Collected data entries:
>>>

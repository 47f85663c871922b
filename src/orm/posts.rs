use sea_orm::entity::prelude::*;

#[derive(Clone, Debug, PartialEq, DeriveEntityModel)]
#[sea_orm(table_name = "posts")]
pub struct Model {
    #[sea_orm(primary_key)]
    pub id: i32,
    pub title: String,
    #[sea_orm(column_type = "Text")]
    pub description: String,
    #[sea_orm(column_type = "Text")]
    pub content: String,
    pub author: String,
    pub created_at: DateTime,
}

#[derive(Copy, Clone, Debug, EnumIter, DeriveRelation)]
pub enum Relation {
    #[sea_orm(has_many = "super::attachments::Entity")]
    Attachments,
    #[sea_orm(has_many = "super::replies::Entity")]
    Replies,
}

impl Related<super::attachments::Entity> for Entity {
    fn to() -> RelationDef {
        Relation::Attachments.def()
    }
}

impl Related<super::replies::Entity> for Entity {
    fn to() -> RelationDef {
        Relation::Replies.def()
    }
}

impl ActiveModelBehavior for ActiveModel {}
use super::{redirect, redirect_to_login};
use crate::attachment::NewAttachment;
use crate::config::Config;
use crate::form::FormFields;
use crate::middleware::ClientCtx;
use crate::post::get_post;
use crate::reply::{create_reply_with_attachments, NewReply, MAX_REPLY_ATTACHMENTS};
use actix_web::{error, post, web, Error, HttpResponse};
use sea_orm::DatabaseConnection;

pub(super) fn configure(conf: &mut actix_web::web::ServiceConfig) {
    conf.service(create_reply);
}

#[post("/api/reply")]
async fn create_reply(
    client: ClientCtx,
    db: web::Data<DatabaseConnection>,
    config: web::Data<Config>,
    body: web::Bytes,
) -> Result<HttpResponse, Error> {
    if !client.is_authenticated() {
        return Ok(redirect_to_login());
    }

    let form = FormFields::parse(&body);
    let post_id = match form.get("postId").and_then(|id| id.trim().parse::<i32>().ok()) {
        Some(post_id) => post_id,
        None => {
            log::info!("create_reply: missing or malformed postId");
            return Ok(redirect("/"));
        }
    };
    let error_url = format!("/post/{}?error=1", post_id);

    let validated = NewReply::from_form(&form, &config).and_then(|reply| {
        NewAttachment::from_form(&form, MAX_REPLY_ATTACHMENTS).map(|files| (reply, files))
    });
    let (new_reply, attachments) = match validated {
        Ok(validated) => validated,
        Err(e) => {
            log::info!("create_reply: rejected form: {}", e);
            return Ok(redirect(&error_url));
        }
    };

    match get_post(db.get_ref(), post_id).await {
        Ok(Some(_)) => {}
        Ok(None) => return Err(error::ErrorNotFound("Post not found.")),
        Err(e) => {
            log::error!("create_reply: get_post(): {}", e);
            return Ok(redirect(&error_url));
        }
    }

    match create_reply_with_attachments(db.get_ref(), post_id, &new_reply, &attachments).await {
        Ok(reply) => {
            log::info!("create_reply: reply {} on post {}", reply.id, post_id);
            Ok(redirect(&format!("/post/{}", post_id)))
        }
        Err(e) => {
            log::error!("create_reply: {}", e);
            Ok(redirect(&error_url))
        }
    }
}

<<<

*Exercise description*
Number of lines above that include "info": state it and nothing else.

*Exercise result*
3